--- START ---
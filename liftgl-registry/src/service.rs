//! End-to-end liftover requests against a GL registry.
//!
//! A request names a GL String (or the registry URI of one), a source release and a target
//! release. The service lifts it with the allele history and stores both the source and the
//! lifted GL String in the registry. Nothing is stored unless the liftover itself succeeded.

use std::fs::read_to_string;
use std::path::Path;
use std::time::Duration;

use log::{info, warn};
use serde::Deserialize;

use liftgl_core::AlleleTable;
use liftgl_core::Liftover;
use liftgl_core::consts::DEFAULT_TARGET_VERSION;

use crate::client::RegistryClient;
use crate::config::LiftoverConfig;
use crate::consts::DEFAULT_NAMESPACE;
use crate::envelope::LiftoverEnvelope;
use crate::error::{RegistryError, Result};
use crate::registry::{Endpoint, GlRegistry, GlSide};
use crate::utils::{parse_gl_uri, parse_target_namespace};

/// Where the source GL String comes from.
#[derive(Debug, Clone, PartialEq, Eq)]
pub enum GlInput {
    GlString(String),
    /// URI of a GL String already stored in the registry
    Uri(String),
}

#[derive(Debug, Clone, PartialEq, Eq)]
pub struct LiftoverRequest {
    pub input: GlInput,
    /// Required for GL String input. URI input always takes the version from the URI.
    pub source_version: Option<String>,
    pub target_version: Option<String>,
    pub namespace: Option<String>,
}

impl LiftoverRequest {
    pub fn from_glstring(glstring: &str, source_version: &str) -> Self {
        LiftoverRequest {
            input: GlInput::GlString(glstring.to_string()),
            source_version: Some(source_version.to_string()),
            target_version: None,
            namespace: None,
        }
    }

    pub fn from_uri(uri: &str) -> Self {
        LiftoverRequest {
            input: GlInput::Uri(uri.to_string()),
            source_version: None,
            target_version: None,
            namespace: None,
        }
    }

    ///
    /// Create a request from a source URI and the GL Service namespace to lift it into,
    /// e.g. `http://gl.nmdp.org/imgt-hla/3.25.0/`. The target version is the namespace's last
    /// path segment.
    ///
    pub fn from_target_namespace(source_uri: &str, target_namespace: &str) -> Result<Self> {
        let target = parse_target_namespace(target_namespace)?;
        Ok(LiftoverRequest::from_uri(source_uri).with_target_version(&target))
    }

    ///
    /// Read a request from a JSON file in the GL Service liftover format:
    ///
    /// ```json
    /// {
    ///     "sourceUri": "http://gl.nmdp.org/imgt-hla/3.20.0/genotype/7",
    ///     "targetNamespace": "http://gl.nmdp.org/imgt-hla/3.25.0/"
    /// }
    /// ```
    ///
    pub fn from_json_file<P: AsRef<Path>>(path: P) -> Result<Self> {
        let json = read_to_string(path)?;
        let input: NamespacedInput = serde_json::from_str(&json)?;
        LiftoverRequest::from_target_namespace(&input.source_uri, &input.target_namespace)
    }

    pub fn with_source_version(mut self, version: &str) -> Self {
        self.source_version = Some(version.to_string());
        self
    }

    pub fn with_target_version(mut self, version: &str) -> Self {
        self.target_version = Some(version.to_string());
        self
    }

    pub fn with_namespace(mut self, namespace: &str) -> Self {
        self.namespace = Some(namespace.to_string());
        self
    }
}

#[derive(Deserialize, Debug)]
#[serde(rename_all = "camelCase")]
struct NamespacedInput {
    source_uri: String,
    target_namespace: String,
}

/// Lifts GL Strings with one allele history and records them in a GL registry.
pub struct LiftoverService<R: GlRegistry> {
    registry: R,
    table: AlleleTable,
    namespace: String,
    default_target: String,
}

impl LiftoverService<RegistryClient> {
    ///
    /// Create a service from a TOML config file. The allele history path in the config is
    /// resolved relative to the config file's directory.
    ///
    pub fn from_config<P: AsRef<Path>>(cfg_path: P) -> Result<Self> {
        let config = LiftoverConfig::try_from(cfg_path.as_ref())?;

        let config_dir = cfg_path.as_ref().parent().unwrap_or(Path::new(""));
        let table = AlleleTable::from_path(config_dir.join(&config.table))?;

        let mut builder = RegistryClient::builder();
        if let Some(url) = config.registry {
            builder = builder.with_registry_url(url);
        }
        if let Some(secs) = config.timeout_secs {
            builder = builder.with_timeout(Duration::from_secs(secs));
        }

        let mut service = LiftoverService::new(builder.finish(), table);
        if let Some(namespace) = config.namespace {
            service = service.with_namespace(&namespace);
        }
        if let Some(target) = config.target_version {
            service = service.with_default_target(&target);
        }

        Ok(service)
    }
}

impl<R: GlRegistry> LiftoverService<R> {
    pub fn new(registry: R, table: AlleleTable) -> Self {
        LiftoverService {
            registry,
            table,
            namespace: DEFAULT_NAMESPACE.to_string(),
            default_target: DEFAULT_TARGET_VERSION.to_string(),
        }
    }

    pub fn with_namespace(mut self, namespace: &str) -> Self {
        self.namespace = namespace.to_string();
        self
    }

    pub fn with_default_target(mut self, version: &str) -> Self {
        self.default_target = version.to_string();
        self
    }

    pub fn registry(&self) -> &R {
        &self.registry
    }

    pub fn table(&self) -> &AlleleTable {
        &self.table
    }

    pub fn namespace(&self) -> &str {
        &self.namespace
    }

    pub fn default_target(&self) -> &str {
        &self.default_target
    }

    ///
    /// Lift the requested GL String and register the source and target GL Strings.
    ///
    /// Mapping errors and a GL String whose alleles were all dropped abort before anything is
    /// posted to the registry. For URI input the source version and resource type come from
    /// the URI; otherwise the resource type is classified from the source GL String.
    ///
    pub fn run(&self, request: &LiftoverRequest) -> Result<LiftoverEnvelope> {
        let mut namespace = request.namespace.clone();

        let (glstring, source_version, uri_resource) = match &request.input {
            GlInput::GlString(glstring) => {
                let source = request
                    .source_version
                    .clone()
                    .ok_or(RegistryError::MissingSourceVersion)?;
                (glstring.clone(), source, None)
            }
            GlInput::Uri(uri) => {
                let parsed = parse_gl_uri(uri)?;
                if let Some(ignored) = &request.source_version {
                    warn!(
                        "source version {} ignored, using {} from {}",
                        ignored, parsed.version, uri
                    );
                }
                let glstring = self.registry.retrieve(uri)?;
                namespace = namespace.or(Some(parsed.namespace));
                (glstring, parsed.version, Some(parsed.resource))
            }
        };

        let namespace = namespace.unwrap_or_else(|| self.namespace.clone());
        let target_version = request
            .target_version
            .as_deref()
            .unwrap_or(&self.default_target);

        let lifted = Liftover::new(&self.table, &source_version, target_version)?.lift(&glstring)?;
        info!("target GL = {}", lifted.target_gl);
        let resource = uri_resource.unwrap_or(lifted.resource);

        let source = self
            .registry
            .register(
                &Endpoint::new(&namespace, &source_version, resource),
                &lifted.source_gl,
            )
            .map_err(|err| err.on_side(GlSide::Source))?;

        let target = self
            .registry
            .register(
                &Endpoint::new(&namespace, target_version, resource),
                &lifted.target_gl,
            )
            .map_err(|err| err.on_side(GlSide::Target))?;

        Ok(LiftoverEnvelope::new(source, target))
    }
}
//!
//! Cleanup of a freshly lifted GL String.
//!
//! Dropping an allele leaves its delimiters behind. This module removes the missing
//! markers and resolves what is left: delimiter runs at either end of the string are
//! stripped and runs in the middle collapse to their broadest delimiter, so a dropped
//! allele never joins alleles of two loci with a narrower delimiter than stood between them.
//!
use once_cell::sync::Lazy;
use regex::Regex;

use crate::consts::MISSING_ALLELE;

static LEADING_RUN: Lazy<Regex> = Lazy::new(|| Regex::new(r"^[/~+|^]+").unwrap());
static TRAILING_RUN: Lazy<Regex> = Lazy::new(|| Regex::new(r"[/~+|^]+$").unwrap());

// precedence order, each pattern only sees delimiters left over by the ones before it
static COLLAPSE_RULES: Lazy<[(Regex, &'static str); 5]> = Lazy::new(|| {
    [
        (Regex::new(r"[/~+|^]*\^[/~+|^]*").unwrap(), "^"),
        (Regex::new(r"[/~+|]*\|[/~+|]*").unwrap(), "|"),
        (Regex::new(r"[/~+]*\+[/~+]*").unwrap(), "+"),
        (Regex::new(r"[/~]*~[/~]*").unwrap(), "~"),
        (Regex::new(r"/+").unwrap(), "/"),
    ]
});

///
/// Remove dropped alleles from a lifted GL String and repair the delimiters around them.
///
/// Returns the empty string when every allele was dropped.
///
/// # Arguments:
/// - `raw`: GL String as produced by [`crate::render::to_target`]
///
pub fn clean(raw: &str) -> String {
    let mut glstring = raw.to_string();

    // removing one marker can splice another one together
    while glstring.contains(MISSING_ALLELE) {
        glstring = glstring.replace(MISSING_ALLELE, "");
    }

    let glstring = TRAILING_RUN.replace(&glstring, "");
    let mut glstring = LEADING_RUN.replace(&glstring, "").into_owned();

    for (pattern, delimiter) in COLLAPSE_RULES.iter() {
        glstring = pattern.replace_all(&glstring, *delimiter).into_owned();
    }

    glstring
}

#[cfg(test)]
mod tests {
    use super::*;

    use pretty_assertions::assert_eq;
    use rstest::rstest;

    #[rstest]
    #[case("HLA-nan^+HLA-nan", "")]
    #[case("HLA-nan", "")]
    #[case("HLA-nan/HLA-nan+HLA-nan", "")]
    #[case("A+HLA-nan~B", "A+B")]
    #[case("HLA-nan^A+B", "A+B")]
    #[case("A+B^HLA-nan", "A+B")]
    #[case("A/HLA-nan/B", "A/B")]
    #[case("A/HLA-nan+B", "A+B")]
    #[case("HLA-naHLA-nann+A", "A")]
    fn test_missing_markers(#[case] raw: &str, #[case] expected: &str) {
        assert_eq!(clean(raw), expected);
    }

    // the broader of the two delimiters around a dropped allele always survives
    #[rstest]
    #[case("A^HLA-nan|B", "A^B")]
    #[case("A^HLA-nan+B", "A^B")]
    #[case("A^HLA-nan~B", "A^B")]
    #[case("A^HLA-nan/B", "A^B")]
    #[case("A|HLA-nan+B", "A|B")]
    #[case("A|HLA-nan~B", "A|B")]
    #[case("A|HLA-nan/B", "A|B")]
    #[case("A+HLA-nan~B", "A+B")]
    #[case("A+HLA-nan/B", "A+B")]
    #[case("A~HLA-nan/B", "A~B")]
    #[case("A/HLA-nan~B", "A~B")]
    #[case("A~HLA-nan+B", "A+B")]
    #[case("A+HLA-nan|B", "A|B")]
    #[case("A|HLA-nan^B", "A^B")]
    #[case("A+HLA-nan/HLA-nan^B", "A^B")]
    fn test_dropped_allele_keeps_broader_delimiter(#[case] raw: &str, #[case] expected: &str) {
        assert_eq!(clean(raw), expected);
    }

    #[rstest]
    #[case("^A+B^", "A+B")]
    #[case("+/~A", "A")]
    #[case("A|~/", "A")]
    #[case("^^^", "")]
    #[case("", "")]
    fn test_strips_leading_and_trailing_runs(#[case] raw: &str, #[case] expected: &str) {
        assert_eq!(clean(raw), expected);
    }

    #[rstest]
    #[case("A/+^|~B", "A^B")]
    #[case("A+|/B", "A|B")]
    #[case("A~+/B", "A+B")]
    #[case("A/~/B", "A~B")]
    #[case("A///B", "A/B")]
    #[case("A^^B||C++D~~E//F", "A^B|C+D~E/F")]
    fn test_collapses_runs_by_precedence(#[case] raw: &str, #[case] expected: &str) {
        assert_eq!(clean(raw), expected);
    }

    #[rstest]
    #[case("HLA-A*01:01:01:01/HLA-A*01:02+HLA-A*24:03:01:01")]
    #[case("HLA-A*02:01~HLA-B*08:01|HLA-A*02:01~HLA-B*08:02")]
    fn test_valid_glstrings_are_unchanged(#[case] glstring: &str) {
        assert_eq!(clean(glstring), glstring);
    }

    #[rstest]
    #[case("HLA-nan^+HLA-nan")]
    #[case("A+HLA-nan~B")]
    #[case("^A+B^")]
    #[case("A/~+HLA-nan|HLA-nan/B~~C^")]
    #[case("HLA-naHLA-nann~HLA-nan")]
    #[case("//A^|B++C~/D//")]
    fn test_clean_is_idempotent(#[case] raw: &str) {
        let once = clean(raw);
        assert_eq!(clean(&once), once);
    }
}
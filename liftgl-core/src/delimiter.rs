use crate::resource::ResourceType;

/// The five GL String delimiters.
#[derive(Debug, Clone, Copy, PartialEq, Eq, Hash)]
pub enum Delimiter {
    MultilocusUnphasedGenotype,
    GenotypeList,
    Genotype,
    Haplotype,
    AlleleList,
}

impl Delimiter {
    /// Broadest scope first. The normalizer and the classifier both walk this order.
    pub const PRECEDENCE: [Delimiter; 5] = [
        Delimiter::MultilocusUnphasedGenotype,
        Delimiter::GenotypeList,
        Delimiter::Genotype,
        Delimiter::Haplotype,
        Delimiter::AlleleList,
    ];

    pub fn as_char(&self) -> char {
        match self {
            Delimiter::MultilocusUnphasedGenotype => '^',
            Delimiter::GenotypeList => '|',
            Delimiter::Genotype => '+',
            Delimiter::Haplotype => '~',
            Delimiter::AlleleList => '/',
        }
    }

    pub fn from_char(c: char) -> Option<Self> {
        match c {
            '^' => Some(Delimiter::MultilocusUnphasedGenotype),
            '|' => Some(Delimiter::GenotypeList),
            '+' => Some(Delimiter::Genotype),
            '~' => Some(Delimiter::Haplotype),
            '/' => Some(Delimiter::AlleleList),
            _ => None,
        }
    }

    /// The resource type of a GL String whose broadest delimiter is this one.
    pub fn resource_type(&self) -> ResourceType {
        match self {
            Delimiter::MultilocusUnphasedGenotype => ResourceType::MultilocusUnphasedGenotype,
            Delimiter::GenotypeList => ResourceType::GenotypeList,
            Delimiter::Genotype => ResourceType::Genotype,
            Delimiter::Haplotype => ResourceType::Haplotype,
            Delimiter::AlleleList => ResourceType::AlleleList,
        }
    }
}

pub fn is_delimiter(c: char) -> bool {
    Delimiter::from_char(c).is_some()
}

#[cfg(test)]
mod tests {
    use super::*;
    use crate::consts::DELIMITERS;

    use pretty_assertions::assert_eq;
    use rstest::rstest;

    #[rstest]
    fn test_precedence_matches_delimiter_chars() {
        let chars: Vec<char> = Delimiter::PRECEDENCE.iter().map(|d| d.as_char()).collect();
        assert_eq!(chars, DELIMITERS.to_vec());
    }

    #[rstest]
    fn test_char_round_trip() {
        for delimiter in Delimiter::PRECEDENCE {
            assert_eq!(Delimiter::from_char(delimiter.as_char()), Some(delimiter));
        }
    }

    #[rstest]
    #[case('*', false)]
    #[case(':', false)]
    #[case('-', false)]
    #[case('^', true)]
    #[case('/', true)]
    fn test_is_delimiter(#[case] c: char, #[case] expected: bool) {
        assert_eq!(is_delimiter(c), expected);
    }
}
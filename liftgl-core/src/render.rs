use std::borrow::Cow;

use fxhash::FxHashMap as HashMap;
use log::debug;

use crate::consts::{HLA_PREFIX, MISSING_ALLELE};
use crate::table::AlleleTable;
use crate::tokenizer::{substitute_tokens, tokenize};
use crate::version::VersionKey;

///
/// Render a GL String of stable identifiers as allele names of the target release.
///
/// Identifiers without a name in `target` become the missing marker `HLA-nan`; they are
/// removed later by [`crate::normalize::clean`]. This step never fails.
///
/// # Arguments:
/// - `gl_ids`: GL String of stable identifiers, as produced by [`crate::mapper::to_ids`]
/// - `target`: the release to render
/// - `table`: the allele history
///
pub fn to_target(gl_ids: &str, target: &VersionKey, table: &AlleleTable) -> String {
    let alleles: HashMap<&str, String> = tokenize(gl_ids)
        .into_iter()
        .map(|id| {
            let allele = match table.allele_name(id, target) {
                Some(name) => format!("{}{}", HLA_PREFIX, name),
                None => MISSING_ALLELE.to_string(),
            };
            (id, allele)
        })
        .collect();

    let raw = substitute_tokens(gl_ids, |id| match alleles.get(id) {
        Some(allele) => Cow::Owned(allele.clone()),
        None => Cow::Borrowed(id),
    });
    debug!("raw target GL = {}", raw);

    raw
}

/// The identifiers of `gl_ids` that have no allele name in `target`.
pub fn dropped_ids(gl_ids: &str, target: &VersionKey, table: &AlleleTable) -> Vec<String> {
    tokenize(gl_ids)
        .into_iter()
        .filter(|id| table.allele_name(id, target).is_none())
        .map(str::to_string)
        .collect()
}
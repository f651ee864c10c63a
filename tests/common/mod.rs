#![allow(dead_code)]

use async_trait::async_trait;
use fee_reminder::domain::directory::{ChatAddress, Grade, NewParent, Parent};
use fee_reminder::domain::notification::ActionToken;
use fee_reminder::domain::payment::Amount;
use fee_reminder::domain::ports::{DirectoryStore, DirectoryStoreRef, NotificationTransport};
use fee_reminder::error::DeliveryError;
use fee_reminder::infrastructure::in_memory::InMemoryDirectoryStore;
use rust_decimal::Decimal;
use std::collections::HashSet;
use std::sync::{Arc, Mutex};

/// A directory with one school and one grade at `fee`.
pub async fn directory_with_grade(fee: Decimal) -> (DirectoryStoreRef, Grade) {
    let directory: DirectoryStoreRef = Arc::new(InMemoryDirectoryStore::new());
    let school = directory.insert_school("Школа №5".to_string()).await.unwrap();
    let grade = directory
        .insert_grade(school.id, "5 класс".to_string(), Amount::new(fee).unwrap())
        .await
        .unwrap();
    (directory, grade)
}

/// Enrolls `count` reachable parents in `grade`, with chat addresses
/// `1001`, `1002` and so on.
pub async fn enroll_parents(directory: &dyn DirectoryStore, grade: &Grade, count: usize) -> Vec<Parent> {
    let mut parents = Vec::with_capacity(count);
    for i in 1..=count {
        let parent = NewParent::new(format!("Родитель {}", i), format!("Ребёнок {}", i))
            .unwrap()
            .with_grade(grade.id)
            .with_chat_address(ChatAddress::new(format!("{}", 1000 + i)).unwrap());
        parents.push(directory.insert_parent(parent).await.unwrap());
    }
    parents
}

/// Transport that records every attempt and fails for chosen recipients.
#[derive(Default)]
pub struct RecordingTransport {
    failing: HashSet<String>,
    attempts: Mutex<Vec<String>>,
}

impl RecordingTransport {
    pub fn failing_for(recipients: impl IntoIterator<Item = String>) -> Self {
        Self {
            failing: recipients.into_iter().collect(),
            attempts: Mutex::new(Vec::new()),
        }
    }

    pub fn attempts(&self) -> Vec<String> {
        self.attempts.lock().unwrap().clone()
    }
}

#[async_trait]
impl NotificationTransport for RecordingTransport {
    async fn send_message(
        &self,
        recipient: &ChatAddress,
        _text: &str,
        _action: &ActionToken,
    ) -> Result<(), DeliveryError> {
        self.attempts.lock().unwrap().push(recipient.to_string());
        if self.failing.contains(recipient.as_str()) {
            return Err(DeliveryError::Transport("chat unavailable".to_string()));
        }
        Ok(())
    }
}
--- END ---
◆ **TASK BRIEF**
Please show every line of the material that contains the string "AsRef".

◆ **ANSWER BELOW**
    pub fn from_json_file<P: AsRef<Path>>(path: P) -> Result<Self> {
    pub fn from_config<P: AsRef<Path>>(cfg_path: P) -> Result<Self> {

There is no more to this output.